I believe you (Kala) said you work in the medical field? You may then relate to what I have to say:

When my midwife arrived when I was in active labor, she came in the door, came to see me and immediately asked if I had all of my at-home-birthing-supplies. I told her I did and she asked where they were, so I told her. Meanwhile, I had noticed that when she arrived she was showing cold symptoms (sniffling). Well, she went to my birthing supply kit and immediately dug into it looking for the things she wanted to verify were there without washing her hands first. This had me all of a dither because I had painstakingly cleaned everything (including the tubberware container that I had everything in -- totally OCD nesting behavior).
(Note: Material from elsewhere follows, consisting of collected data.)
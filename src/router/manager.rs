//! Routing and fallback across registered providers.
//!
//! The manager owns the provider registry, decides candidate order (static
//! fallback order or the load-balance score), applies admission control and
//! the circuit breaker, and walks candidates until one succeeds. Callers see
//! one response per request regardless of how many providers were tried.

use std::collections::HashMap;
use std::sync::atomic::{AtomicBool, Ordering};
use std::sync::Arc;
use std::time::Instant;

use async_stream::stream;
use futures_util::StreamExt;
use parking_lot::Mutex;
use tokio::sync::{Mutex as AsyncMutex, RwLock, Semaphore};
use tracing::{debug, info, warn};

use super::stats::{ProviderStats, StatsSnapshot, DEFAULT_LATENCY_MS};
use crate::config::{LlmConfig, ProviderConfig, RoutingTuning};
use crate::error::RouterError;
use crate::providers::{build_provider, LlmProvider};
use crate::types::{ChunkStream, LlmRequest, LlmResponse, StreamChunk};

/// Sentinel provider name on responses when no provider was admissible.
const PROVIDER_NONE: &str = "none";

/// Sentinel provider name on responses when every candidate failed.
const PROVIDER_FAILED: &str = "failed";

/// One provider as the manager sees it: its static configuration, the live
/// adapter, and its mutable stats.
#[derive(Clone)]
pub(crate) struct RegisteredProvider {
    pub config: ProviderConfig,
    pub adapter: Arc<dyn LlmProvider>,
    pub stats: Arc<Mutex<ProviderStats>>,
}

pub struct LlmManager {
    config: LlmConfig,
    providers: RwLock<HashMap<String, RegisteredProvider>>,
    initialized: AtomicBool,
    init_lock: AsyncMutex<()>,
    concurrency: Arc<Semaphore>,
}
//! OpenAI-compatible ("GPT-like") provider adapter.
//!
//! Talks to `/v1/chat/completions` with Bearer auth and native SSE
//! streaming. Any endpoint speaking the same dialect can be targeted via
//! `base_url`.

use std::collections::HashMap;
use std::sync::atomic::{AtomicBool, Ordering};
use std::time::{Duration, Instant};

use async_stream::stream;
use async_trait::async_trait;
use futures_util::StreamExt;
use reqwest::Client;
use serde_json::{json, Value};
use tokio::time::timeout;
use tracing::{debug, warn};

use super::{
    build_http_client, estimate_tokens, map_http_error, LlmProvider, RetryConfig, RetryPolicy,
    SseParser, DEFAULT_TEMPERATURE,
};
use crate::config::ProviderConfig;
use crate::error::ProviderError;
use crate::types::{ChatMessage, ChunkStream, LlmRequest, LlmResponse, StreamChunk, Usage};

const PROVIDER: &str = "openai";
const DEFAULT_BASE_URL: &str = "https://api.openai.com";
const FALLBACK_RATE_MODEL: &str = "gpt-4";

pub struct OpenAiProvider {
    config: ProviderConfig,
    client: Client,
    retry: RetryPolicy,
    /// (input $/token, output $/token) keyed by model.
    rates: HashMap<&'static str, (f64, f64)>,
    available: AtomicBool,
}

impl OpenAiProvider {
    pub fn new(config: ProviderConfig) -> Result<Self, ProviderError> {
        let client = build_http_client(config.timeout_secs)?;
        let retry = RetryPolicy::new(RetryConfig::with_attempts(config.retry_attempts));

        let mut rates = HashMap::new();
        rates.insert("gpt-4", (0.000_03, 0.000_06));
        rates.insert("gpt-4-turbo", (0.000_01, 0.000_03));
        rates.insert("gpt-3.5-turbo", (0.000_001, 0.000_002));

        Ok(Self {
            config,
            client,
            retry,
            rates,
            available: AtomicBool::new(false),
        })
    }

    fn base_url(&self) -> &str {
        self.config.base_url.as_deref().unwrap_or(DEFAULT_BASE_URL)
    }

    fn model_for(&self, request: &LlmRequest) -> String {
        request
            .model
            .clone()
            .unwrap_or_else(|| self.config.default_model.clone())
    }

    fn rates_for(&self, model: &str) -> (f64, f64) {
        self.rates
            .get(model)
            .or_else(|| self.rates.get(self.config.default_model.as_str()))
            .or_else(|| self.rates.get(FALLBACK_RATE_MODEL))
            .copied()
            .unwrap_or((0.0, 0.0))
    }

    fn request_body(&self, request: &LlmRequest, stream: bool) -> Value {
        let messages: Vec<Value> = request
            .messages
            .iter()
            .map(|m| json!({"role": m.role.as_str(), "content": m.content}))
            .collect();

        let mut body = json!({
            "model": self.model_for(request),
            "messages": messages,
            "max_tokens": request.max_tokens.unwrap_or(self.config.max_tokens),
            "temperature": request.temperature.unwrap_or(DEFAULT_TEMPERATURE),
            "stream": stream,
        });
        if let Some(top_p) = request.top_p {
            body["top_p"] = json!(top_p);
        }
        body
    }

    async fn send(&self, body: &Value) -> Result<Value, ProviderError> {
        let url = format!(
            "{}/v1/chat/completions",
            self.base_url().trim_end_matches('/')
        );

        let response = timeout(
            Duration::from_secs(self.config.timeout_secs),
            self.client
                .post(&url)
                .bearer_auth(&self.config.api_key)
                .json(body)
                .send(),
        )
        .await
        .map_err(|_| ProviderError::timeout(PROVIDER, "request timed out"))?
        .map_err(|e| ProviderError::network(PROVIDER, e.to_string()))?;

        let status = response.status().as_u16();
        let text = response
            .text()
            .await
            .map_err(|e| ProviderError::network(PROVIDER, e.to_string()))?;
        if status != 200 {
            return Err(map_http_error(PROVIDER, status, &text));
        }

        serde_json::from_str(&text)
            .map_err(|e| ProviderError::response_parsing(PROVIDER, e.to_string()))
    }

    async fn call_api(&self, request: &LlmRequest) -> Result<LlmResponse, ProviderError> {
        let model = self.model_for(request);
        let body = self.request_body(request, false);
        let value = self.send(&body).await?;

        let content = value["choices"][0]["message"]["content"]
            .as_str()
            .ok_or_else(|| ProviderError::response_parsing(PROVIDER, "missing message content"))?
            .to_string();
        let finish_reason = value["choices"][0]["finish_reason"]
            .as_str()
            .map(str::to_string);

        let prompt_tokens = value["usage"]["prompt_tokens"].as_u64().unwrap_or(0) as u32;
        let completion_tokens = value["usage"]["completion_tokens"].as_u64().unwrap_or(0) as u32;
        let total_tokens = value["usage"]["total_tokens"]
            .as_u64()
            .unwrap_or((prompt_tokens + completion_tokens) as u64) as u32;
        let (input_rate, output_rate) = self.rates_for(&model);

        Ok(LlmResponse {
            request_id: request.id.clone(),
            content,
            finish_reason,
            usage: Some(Usage {
                prompt_tokens,
                completion_tokens,
                total_tokens,
                estimated_cost: prompt_tokens as f64 * input_rate
                    + completion_tokens as f64 * output_rate,
            }),
            model: Some(model),
            provider: PROVIDER.to_string(),
            latency_ms: 0.0,
            error: None,
        })
    }
}

#[async_trait]
impl LlmProvider for OpenAiProvider {
    fn name(&self) -> &str {
        PROVIDER
    }

    async fn initialize(&self) -> bool {
        let probe = LlmRequest::new(vec![ChatMessage::user("Hello")]).with_max_tokens(1);
        match self.call_api(&probe).await {
            Ok(_) => {
                debug!("openai provider initialized");
                self.available.store(true, Ordering::SeqCst);
                true
            }
            Err(e) => {
                warn!("openai provider failed to initialize: {e}");
                false
            }
        }
    }

    fn is_available(&self) -> bool {
        self.available.load(Ordering::SeqCst)
    }

    async fn generate(&self, request: &LlmRequest) -> LlmResponse {
        let start = Instant::now();
        match self.retry.call(|| self.call_api(request)).await {
            Ok(response) => response.with_latency(start.elapsed().as_secs_f64() * 1000.0),
            Err(e) => LlmResponse::failure(&request.id, PROVIDER, e.to_string())
                .with_latency(start.elapsed().as_secs_f64() * 1000.0),
        }
    }

    async fn stream_generate(&self, request: &LlmRequest) -> ChunkStream {
        let body = self.request_body(request, true);
        let url = format!(
            "{}/v1/chat/completions",
            self.base_url().trim_end_matches('/')
        );
        let client = self.client.clone();
        let api_key = self.config.api_key.clone();
        let timeout_secs = self.config.timeout_secs;
        let request_id = request.id.clone();

        Box::pin(stream! {
            let sent = timeout(
                Duration::from_secs(timeout_secs),
                client.post(&url).bearer_auth(&api_key).json(&body).send(),
            )
            .await;

            let response = match sent {
                Ok(Ok(response)) => response,
                Ok(Err(e)) => {
                    yield StreamChunk::terminal_error(&request_id, format!("network error: {e}"));
                    return;
                }
                Err(_) => {
                    yield StreamChunk::terminal_error(&request_id, "request timed out");
                    return;
                }
            };

            if !response.status().is_success() {
                let status = response.status().as_u16();
                let text = response.text().await.unwrap_or_default();
                yield StreamChunk::terminal_error(
                    &request_id,
                    map_http_error(PROVIDER, status, &text).to_string(),
                );
                return;
            }

            let mut parser = SseParser::new();
            let mut bytes = response.bytes_stream();
            let mut finished = false;

            while let Some(item) = bytes.next().await {
                let chunk_bytes = match item {
                    Ok(b) => b,
                    Err(e) => {
                        yield StreamChunk::terminal_error(
                            &request_id,
                            format!("stream error: {e}"),
                        );
                        return;
                    }
                };

                for payload in parser.push_bytes(&chunk_bytes) {
                    if payload == "[DONE]" {
                        yield StreamChunk::terminal(&request_id);
                        finished = true;
                        break;
                    }
                    let value: Value = match serde_json::from_str(&payload) {
                        Ok(v) => v,
                        Err(_) => continue,
                    };
                    let delta = value["choices"][0]["delta"]["content"]
                        .as_str()
                        .unwrap_or("");
                    let finish_reason = value["choices"][0]["finish_reason"]
                        .as_str()
                        .map(str::to_string);
                    if !delta.is_empty() || finish_reason.is_some() {
                        let mut chunk = StreamChunk::part(&request_id, delta);
                        chunk.finish_reason = finish_reason;
                        yield chunk;
                    }
                }
                if finished {
                    break;
                }
            }

            if !finished {
                yield StreamChunk::terminal(&request_id);
            }
        })
    }

    fn estimate_cost(&self, request: &LlmRequest) -> f64 {
        let input_tokens: f64 = request
            .messages
            .iter()
            .map(|m| estimate_tokens(&m.content))
            .sum();
        let (input_rate, output_rate) = self.rates_for(&self.model_for(request));
        let max_tokens = request.max_tokens.unwrap_or(self.config.max_tokens);
        input_tokens * input_rate + max_tokens as f64 * output_rate
    }
}
//! Minimal server-sent-events parser for provider byte streams.
//!
//! Accumulates raw network bytes and yields complete `data:` payloads once
//! their line has fully arrived. Payloads split across TCP reads are buffered
//! until the trailing newline shows up.

#[derive(Debug, Default)]
pub(crate) struct SseParser {
    buffer: String,
}

impl SseParser {
    pub fn new() -> Self {
        Self::default()
    }

    /// Feed raw bytes; returns the `data:` payloads completed by this read.
    pub fn push_bytes(&mut self, bytes: &[u8]) -> Vec<String> {
        self.buffer.push_str(&String::from_utf8_lossy(bytes));

        let mut payloads = Vec::new();
        if let Some(pos) = self.buffer.rfind('\n') {
            let complete = self.buffer[..=pos].to_string();
            self.buffer = self.buffer[pos + 1..].to_string();

            for line in complete.lines() {
                let line = line.trim_end_matches('\r');
                // Comments and non-data fields (event:, id:) are skipped.
                if line.is_empty() || line.starts_with(':') {
                    continue;
                }
                if let Some(data) = line.strip_prefix("data:") {
                    payloads.push(data.trim_start().to_string());
                }
            }
        }
        payloads
    }
}
//! Custom HTTP provider adapter for self-hosted or internal gateways.
//!
//! Speaks the OpenAI chat-completions dialect, since that is what most
//! self-hosted inference servers expose, but the endpoint path and auth
//! header are configurable. Cost is always zero: self-hosted capacity is
//! not billed per token. Streaming is simulated.

use std::sync::atomic::{AtomicBool, Ordering};
use std::time::{Duration, Instant};

use async_stream::stream;
use async_trait::async_trait;
use reqwest::Client;
use serde_json::{json, Value};
use tokio::time::timeout;
use tracing::{debug, warn};

use super::{
    build_http_client, chunk_words, map_http_error, LlmProvider, RetryConfig, RetryPolicy,
    DEFAULT_TEMPERATURE, SIMULATED_CHUNK_WORDS,
};
use crate::config::ProviderConfig;
use crate::error::ProviderError;
use crate::types::{ChatMessage, ChunkStream, LlmRequest, LlmResponse, StreamChunk, Usage};

const PROVIDER: &str = "custom";
const DEFAULT_ENDPOINT: &str = "/v1/chat/completions";

pub struct CustomProvider {
    config: ProviderConfig,
    base_url: String,
    client: Client,
    retry: RetryPolicy,
    available: AtomicBool,
}

impl CustomProvider {
    pub fn new(config: ProviderConfig) -> Result<Self, ProviderError> {
        // Unlike the hosted adapters there is no well-known default host.
        let base_url = config
            .base_url
            .clone()
            .ok_or_else(|| ProviderError::configuration(PROVIDER, "base_url is required"))?;
        let client = build_http_client(config.timeout_secs)?;
        let retry = RetryPolicy::new(RetryConfig::with_attempts(config.retry_attempts));
        Ok(Self {
            config,
            base_url,
            client,
            retry,
            available: AtomicBool::new(false),
        })
    }

    fn url(&self) -> String {
        let endpoint = self
            .config
            .endpoint
            .as_deref()
            .unwrap_or(DEFAULT_ENDPOINT);
        format!(
            "{}/{}",
            self.base_url.trim_end_matches('/'),
            endpoint.trim_start_matches('/')
        )
    }

    fn auth_header(&self) -> (String, String) {
        let name = self
            .config
            .auth_header
            .clone()
            .unwrap_or_else(|| "Authorization".to_string());
        let prefix = self.config.auth_prefix.as_deref().unwrap_or("Bearer ");
        (name, format!("{prefix}{}", self.config.api_key))
    }

    fn model_for(&self, request: &LlmRequest) -> String {
        request
            .model
            .clone()
            .unwrap_or_else(|| self.config.default_model.clone())
    }

    fn request_body(&self, request: &LlmRequest) -> Value {
        let messages: Vec<Value> = request
            .messages
            .iter()
            .map(|m| json!({"role": m.role.as_str(), "content": m.content}))
            .collect();
        json!({
            "model": self.model_for(request),
            "messages": messages,
            "max_tokens": request.max_tokens.unwrap_or(self.config.max_tokens),
            "temperature": request.temperature.unwrap_or(DEFAULT_TEMPERATURE),
            "stream": false,
        })
    }

    async fn call_api(&self, request: &LlmRequest) -> Result<LlmResponse, ProviderError> {
        let (header_name, header_value) = self.auth_header();
        let body = self.request_body(request);

        let response = timeout(
            Duration::from_secs(self.config.timeout_secs),
            self.client
                .post(self.url())
                .header(header_name, header_value)
                .json(&body)
                .send(),
        )
        .await
        .map_err(|_| ProviderError::timeout(PROVIDER, "request timed out"))?
        .map_err(|e| ProviderError::network(PROVIDER, e.to_string()))?;

        let status = response.status().as_u16();
        let text = response
            .text()
            .await
            .map_err(|e| ProviderError::network(PROVIDER, e.to_string()))?;
        if status != 200 {
            return Err(map_http_error(PROVIDER, status, &text));
        }

        let value: Value = serde_json::from_str(&text)
            .map_err(|e| ProviderError::response_parsing(PROVIDER, e.to_string()))?;
        let content = value["choices"][0]["message"]["content"]
            .as_str()
            .ok_or_else(|| ProviderError::response_parsing(PROVIDER, "missing message content"))?
            .to_string();
        let finish_reason = value["choices"][0]["finish_reason"]
            .as_str()
            .map(str::to_string);

        let prompt_tokens = value["usage"]["prompt_tokens"].as_u64().unwrap_or(0) as u32;
        let completion_tokens = value["usage"]["completion_tokens"].as_u64().unwrap_or(0) as u32;

        Ok(LlmResponse {
            request_id: request.id.clone(),
            content,
            finish_reason,
            usage: Some(Usage {
                prompt_tokens,
                completion_tokens,
                total_tokens: prompt_tokens + completion_tokens,
                estimated_cost: 0.0,
            }),
            model: Some(self.model_for(request)),
            provider: PROVIDER.to_string(),
            latency_ms: 0.0,
            error: None,
        })
    }
}

#[async_trait]
impl LlmProvider for CustomProvider {
    fn name(&self) -> &str {
        PROVIDER
    }

    async fn initialize(&self) -> bool {
        let probe = LlmRequest::new(vec![ChatMessage::user("Hello")]).with_max_tokens(1);
        match self.call_api(&probe).await {
            Ok(_) => {
                debug!("custom provider initialized at {}", self.base_url);
                self.available.store(true, Ordering::SeqCst);
                true
            }
            Err(e) => {
                warn!("custom provider failed to initialize: {e}");
                false
            }
        }
    }

    fn is_available(&self) -> bool {
        self.available.load(Ordering::SeqCst)
    }

    async fn generate(&self, request: &LlmRequest) -> LlmResponse {
        let start = Instant::now();
        match self.retry.call(|| self.call_api(request)).await {
            Ok(response) => response.with_latency(start.elapsed().as_secs_f64() * 1000.0),
            Err(e) => LlmResponse::failure(&request.id, PROVIDER, e.to_string())
                .with_latency(start.elapsed().as_secs_f64() * 1000.0),
        }
    }

    async fn stream_generate(&self, request: &LlmRequest) -> ChunkStream {
        let response = self.generate(request).await;
        let request_id = request.id.clone();

        Box::pin(stream! {
            if let Some(error) = response.error {
                yield StreamChunk::terminal_error(&request_id, error);
                return;
            }
            let pieces = chunk_words(&response.content, SIMULATED_CHUNK_WORDS);
            if pieces.is_empty() {
                let mut terminal = StreamChunk::terminal(&request_id);
                terminal.finish_reason = response.finish_reason;
                yield terminal;
                return;
            }
            // The last content chunk doubles as the terminal chunk.
            let last = pieces.len() - 1;
            for (i, piece) in pieces.into_iter().enumerate() {
                let mut chunk = StreamChunk::part(&request_id, &piece);
                if i == last {
                    chunk.is_final = true;
                    chunk.finish_reason = response.finish_reason.clone();
                }
                yield chunk;
            }
        })
    }

    // Self-hosted capacity is not billed per request.
    fn estimate_cost(&self, _request: &LlmRequest) -> f64 {
        0.0
    }
}

#[cfg(test)]
mod tests {
    use super::*;
    use futures_util::StreamExt;
    use wiremock::matchers::{header, method, path};
    use wiremock::{Mock, MockServer, ResponseTemplate};

    fn completion_body(text: &str) -> Value {
        json!({
            "choices": [{
                "message": {"role": "assistant", "content": text},
                "finish_reason": "stop"
            }],
            "usage": {"prompt_tokens": 5, "completion_tokens": 3}
        })
    }

    #[test]
    fn missing_base_url_is_a_configuration_error() {
        let config = ProviderConfig::new("custom", "key", "local-model");
        let result = CustomProvider::new(config);
        assert!(matches!(
            result,
            Err(ProviderError::Configuration { .. })
        ));
    }

    #[tokio::test]
    async fn default_endpoint_and_bearer_auth() {
        let server = MockServer::start().await;
        Mock::given(method("POST"))
            .and(path("/v1/chat/completions"))
            .and(header("authorization", "Bearer local-key"))
            .respond_with(ResponseTemplate::new(200).set_body_json(completion_body("ok")))
            .mount(&server)
            .await;

        let config = ProviderConfig::new("custom", "local-key", "local-model")
            .with_base_url(&server.uri());
        let provider = CustomProvider::new(config).unwrap();
        let response = provider
            .generate(&LlmRequest::new(vec![ChatMessage::user("hi")]))
            .await;

        assert!(response.error.is_none(), "{:?}", response.error);
        assert_eq!(response.content, "ok");
        assert_eq!(response.usage.unwrap().estimated_cost, 0.0);
    }

    #[tokio::test]
    async fn custom_auth_header_and_endpoint() {
        let server = MockServer::start().await;
        Mock::given(method("POST"))
            .and(path("/api/generate"))
            .and(header("x-gateway-token", "tok-123"))
            .respond_with(ResponseTemplate::new(200).set_body_json(completion_body("yes")))
            .mount(&server)
            .await;

        let mut config = ProviderConfig::new("custom", "tok-123", "local-model")
            .with_base_url(&server.uri());
        config.endpoint = Some("/api/generate".to_string());
        config.auth_header = Some("x-gateway-token".to_string());
        config.auth_prefix = Some("".to_string());

        let provider = CustomProvider::new(config).unwrap();
        let response = provider
            .generate(&LlmRequest::new(vec![ChatMessage::user("hi")]))
            .await;
        assert_eq!(response.content, "yes");
    }

    #[tokio::test]
    async fn simulated_stream_marks_last_content_chunk_final() {
        let server = MockServer::start().await;
        Mock::given(method("POST"))
            .and(path("/v1/chat/completions"))
            .respond_with(
                ResponseTemplate::new(200)
                    .set_body_json(completion_body("alpha beta gamma delta epsilon zeta")),
            )
            .mount(&server)
            .await;

        let config = ProviderConfig::new("custom", "k", "local-model")
            .with_base_url(&server.uri());
        let provider = CustomProvider::new(config).unwrap();
        let mut stream = provider
            .stream_generate(&LlmRequest::new(vec![ChatMessage::user("hi")]))
            .await;

        let mut chunks = Vec::new();
        while let Some(chunk) = stream.next().await {
            chunks.push(chunk);
        }

        // 6 words in groups of 5; the last content chunk is the terminal.
        assert_eq!(chunks.len(), 2);
        assert!(!chunks[0].is_final);
        assert!(chunks[1].is_final);
        assert!(!chunks[1].content.is_empty());
        assert!(chunks[1].error().is_none());
    }

    #[test]
    fn cost_estimate_is_always_zero() {
        let config = ProviderConfig::new("custom", "k", "m").with_base_url("http://localhost:1");
        let provider = CustomProvider::new(config).unwrap();
        let request = LlmRequest::new(vec![ChatMessage::user("lots and lots of words here")]);
        assert_eq!(provider.estimate_cost(&request), 0.0);
    }
}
So to me my birthing kit was like a pair of exam gloves that come in a sealed plastic sleeve . . . you don't open it until you have clean hands and you are about to use it!

I was much more comfortable in the hospital where all staff members would wash their hands and/or use the alcohol hand sanitizer before coming into the room.

I take full responsibility for the fact that I am a bit OCD about this topic, but it seems to me that in medical situations the caregiver should always wash their hands before they start touching anything that will be involved in the procedure. And especially if they have a cold!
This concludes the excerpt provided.